**Exercise aim**. Using the records below, output the stretch that opens with the line containing "(clamped), without shifting" and closes with the line containing "pub fn delete_cells(&mut", exactly and including both lines, with nothing more.

*** Supplied data ***

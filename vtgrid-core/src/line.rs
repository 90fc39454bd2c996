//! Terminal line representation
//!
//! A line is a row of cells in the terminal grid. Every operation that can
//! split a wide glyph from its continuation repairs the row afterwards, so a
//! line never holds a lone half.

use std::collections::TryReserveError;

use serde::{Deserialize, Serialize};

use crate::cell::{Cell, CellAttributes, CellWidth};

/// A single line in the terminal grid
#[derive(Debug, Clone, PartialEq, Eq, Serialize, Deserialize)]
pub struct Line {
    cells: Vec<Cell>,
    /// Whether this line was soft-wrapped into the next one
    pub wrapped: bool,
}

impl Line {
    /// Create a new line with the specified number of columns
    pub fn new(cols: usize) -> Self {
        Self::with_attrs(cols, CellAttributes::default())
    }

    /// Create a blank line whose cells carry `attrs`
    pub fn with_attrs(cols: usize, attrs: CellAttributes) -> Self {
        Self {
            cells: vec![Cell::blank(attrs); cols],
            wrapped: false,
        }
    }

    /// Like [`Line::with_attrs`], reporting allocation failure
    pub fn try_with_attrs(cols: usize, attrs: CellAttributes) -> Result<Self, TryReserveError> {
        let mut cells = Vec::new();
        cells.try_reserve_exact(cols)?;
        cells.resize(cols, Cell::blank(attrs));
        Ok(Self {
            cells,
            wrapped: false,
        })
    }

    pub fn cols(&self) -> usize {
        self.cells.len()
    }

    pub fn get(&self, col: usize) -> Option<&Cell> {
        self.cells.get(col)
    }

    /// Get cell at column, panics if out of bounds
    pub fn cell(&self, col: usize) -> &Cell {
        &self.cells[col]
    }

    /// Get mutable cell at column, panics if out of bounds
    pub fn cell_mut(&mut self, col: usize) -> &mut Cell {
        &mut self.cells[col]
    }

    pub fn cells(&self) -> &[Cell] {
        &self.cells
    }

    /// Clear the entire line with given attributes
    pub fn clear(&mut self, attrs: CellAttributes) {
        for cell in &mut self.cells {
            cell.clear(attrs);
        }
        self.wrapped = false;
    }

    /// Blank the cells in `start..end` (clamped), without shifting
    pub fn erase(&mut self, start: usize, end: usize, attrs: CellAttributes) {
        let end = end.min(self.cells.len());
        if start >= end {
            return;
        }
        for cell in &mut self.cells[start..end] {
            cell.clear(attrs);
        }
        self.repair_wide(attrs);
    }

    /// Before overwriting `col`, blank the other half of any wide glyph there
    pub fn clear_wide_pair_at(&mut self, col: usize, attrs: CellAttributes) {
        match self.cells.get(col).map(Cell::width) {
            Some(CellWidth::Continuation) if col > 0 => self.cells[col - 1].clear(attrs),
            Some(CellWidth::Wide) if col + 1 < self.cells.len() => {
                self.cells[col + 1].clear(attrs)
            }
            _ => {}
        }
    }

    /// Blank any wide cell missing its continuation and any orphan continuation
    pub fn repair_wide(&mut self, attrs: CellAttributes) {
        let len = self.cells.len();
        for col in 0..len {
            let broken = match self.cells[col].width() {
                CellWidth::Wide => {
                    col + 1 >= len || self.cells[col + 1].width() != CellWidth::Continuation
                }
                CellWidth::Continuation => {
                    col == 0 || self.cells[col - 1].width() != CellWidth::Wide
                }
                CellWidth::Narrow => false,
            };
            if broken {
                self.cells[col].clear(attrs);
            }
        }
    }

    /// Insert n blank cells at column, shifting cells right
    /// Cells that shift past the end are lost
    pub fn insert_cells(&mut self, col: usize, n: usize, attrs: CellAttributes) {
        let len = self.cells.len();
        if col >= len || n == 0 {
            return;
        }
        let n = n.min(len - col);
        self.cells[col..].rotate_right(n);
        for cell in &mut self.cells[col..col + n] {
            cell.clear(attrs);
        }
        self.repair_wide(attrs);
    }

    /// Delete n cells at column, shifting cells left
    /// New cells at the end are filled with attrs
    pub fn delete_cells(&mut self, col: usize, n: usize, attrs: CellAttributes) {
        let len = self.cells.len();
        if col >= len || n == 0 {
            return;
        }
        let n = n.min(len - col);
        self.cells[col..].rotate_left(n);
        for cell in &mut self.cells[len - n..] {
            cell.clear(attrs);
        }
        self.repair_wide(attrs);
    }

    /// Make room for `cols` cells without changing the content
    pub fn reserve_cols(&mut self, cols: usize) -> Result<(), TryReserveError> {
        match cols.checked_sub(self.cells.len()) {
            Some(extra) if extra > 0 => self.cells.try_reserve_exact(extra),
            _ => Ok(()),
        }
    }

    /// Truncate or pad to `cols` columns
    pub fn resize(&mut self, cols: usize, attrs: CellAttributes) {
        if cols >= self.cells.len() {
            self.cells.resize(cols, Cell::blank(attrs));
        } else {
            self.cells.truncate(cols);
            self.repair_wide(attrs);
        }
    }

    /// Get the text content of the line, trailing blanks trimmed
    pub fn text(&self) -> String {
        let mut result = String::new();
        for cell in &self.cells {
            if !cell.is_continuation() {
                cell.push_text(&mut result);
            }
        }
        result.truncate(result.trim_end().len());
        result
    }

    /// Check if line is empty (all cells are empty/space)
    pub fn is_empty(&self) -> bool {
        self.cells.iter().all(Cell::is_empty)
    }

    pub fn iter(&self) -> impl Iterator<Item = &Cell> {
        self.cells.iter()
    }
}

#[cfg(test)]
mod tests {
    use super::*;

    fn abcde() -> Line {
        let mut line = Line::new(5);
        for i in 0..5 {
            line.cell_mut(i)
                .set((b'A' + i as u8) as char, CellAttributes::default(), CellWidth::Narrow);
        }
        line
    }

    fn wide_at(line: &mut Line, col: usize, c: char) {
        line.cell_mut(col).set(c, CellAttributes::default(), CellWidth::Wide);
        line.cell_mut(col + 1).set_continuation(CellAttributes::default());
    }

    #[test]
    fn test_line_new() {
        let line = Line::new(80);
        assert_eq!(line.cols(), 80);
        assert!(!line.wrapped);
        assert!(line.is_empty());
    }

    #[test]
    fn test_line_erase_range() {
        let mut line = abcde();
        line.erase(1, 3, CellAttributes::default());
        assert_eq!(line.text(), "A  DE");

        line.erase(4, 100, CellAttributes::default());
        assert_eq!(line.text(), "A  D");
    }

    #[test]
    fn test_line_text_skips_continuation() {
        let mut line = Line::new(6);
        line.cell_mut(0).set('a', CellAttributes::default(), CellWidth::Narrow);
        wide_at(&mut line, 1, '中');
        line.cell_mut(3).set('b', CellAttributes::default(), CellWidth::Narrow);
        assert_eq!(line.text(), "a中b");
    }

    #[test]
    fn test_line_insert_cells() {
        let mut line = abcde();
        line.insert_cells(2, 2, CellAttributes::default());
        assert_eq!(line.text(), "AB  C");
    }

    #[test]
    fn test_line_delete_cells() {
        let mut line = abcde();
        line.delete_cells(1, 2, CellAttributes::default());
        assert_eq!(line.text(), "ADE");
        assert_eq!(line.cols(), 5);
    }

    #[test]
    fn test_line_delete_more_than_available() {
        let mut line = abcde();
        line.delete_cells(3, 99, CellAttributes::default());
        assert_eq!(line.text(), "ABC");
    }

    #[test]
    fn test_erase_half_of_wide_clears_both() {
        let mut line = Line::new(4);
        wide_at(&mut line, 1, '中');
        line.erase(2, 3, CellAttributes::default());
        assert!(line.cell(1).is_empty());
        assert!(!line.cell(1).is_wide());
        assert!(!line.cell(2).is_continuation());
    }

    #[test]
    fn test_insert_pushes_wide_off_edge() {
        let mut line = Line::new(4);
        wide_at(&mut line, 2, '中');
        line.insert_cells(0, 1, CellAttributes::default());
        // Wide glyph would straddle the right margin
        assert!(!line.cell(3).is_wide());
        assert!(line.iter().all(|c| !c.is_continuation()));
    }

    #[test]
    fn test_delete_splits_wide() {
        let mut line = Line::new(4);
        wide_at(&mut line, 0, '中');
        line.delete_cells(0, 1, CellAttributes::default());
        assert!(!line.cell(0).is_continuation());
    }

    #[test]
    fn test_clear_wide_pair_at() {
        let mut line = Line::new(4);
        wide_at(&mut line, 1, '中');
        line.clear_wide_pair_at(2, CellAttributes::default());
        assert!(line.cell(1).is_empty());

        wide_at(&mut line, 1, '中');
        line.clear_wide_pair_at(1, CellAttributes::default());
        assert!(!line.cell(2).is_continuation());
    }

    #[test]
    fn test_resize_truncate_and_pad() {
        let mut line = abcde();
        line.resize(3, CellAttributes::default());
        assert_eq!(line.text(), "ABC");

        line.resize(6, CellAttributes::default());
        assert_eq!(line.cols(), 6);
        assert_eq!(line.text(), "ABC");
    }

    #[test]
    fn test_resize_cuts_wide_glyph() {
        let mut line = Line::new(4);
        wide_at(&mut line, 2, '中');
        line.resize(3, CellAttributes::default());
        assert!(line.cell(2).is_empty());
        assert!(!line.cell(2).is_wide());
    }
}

*** End of Supplied data ***

**Reply**.
    /// Blank the cells in `start..end` (clamped), without shifting
    pub fn erase(&mut self, start: usize, end: usize, attrs: CellAttributes) {
        let end = end.min(self.cells.len());
        if start >= end {
            return;
        }
        for cell in &mut self.cells[start..end] {
            cell.clear(attrs);
        }
        self.repair_wide(attrs);
    }

    /// Before overwriting `col`, blank the other half of any wide glyph there
    pub fn clear_wide_pair_at(&mut self, col: usize, attrs: CellAttributes) {
        match self.cells.get(col).map(Cell::width) {
            Some(CellWidth::Continuation) if col > 0 => self.cells[col - 1].clear(attrs),
            Some(CellWidth::Wide) if col + 1 < self.cells.len() => {
                self.cells[col + 1].clear(attrs)
            }
            _ => {}
        }
    }

    /// Blank any wide cell missing its continuation and any orphan continuation
    pub fn repair_wide(&mut self, attrs: CellAttributes) {
        let len = self.cells.len();
        for col in 0..len {
            let broken = match self.cells[col].width() {
                CellWidth::Wide => {
                    col + 1 >= len || self.cells[col + 1].width() != CellWidth::Continuation
                }
                CellWidth::Continuation => {
                    col == 0 || self.cells[col - 1].width() != CellWidth::Wide
                }
                CellWidth::Narrow => false,
            };
            if broken {
                self.cells[col].clear(attrs);
            }
        }
    }

    /// Insert n blank cells at column, shifting cells right
    /// Cells that shift past the end are lost
    pub fn insert_cells(&mut self, col: usize, n: usize, attrs: CellAttributes) {
        let len = self.cells.len();
        if col >= len || n == 0 {
            return;
        }
        let n = n.min(len - col);
        self.cells[col..].rotate_right(n);
        for cell in &mut self.cells[col..col + n] {
            cell.clear(attrs);
        }
        self.repair_wide(attrs);
    }

    /// Delete n cells at column, shifting cells left
    /// New cells at the end are filled with attrs
    pub fn delete_cells(&mut self, col: usize, n: usize, attrs: CellAttributes) {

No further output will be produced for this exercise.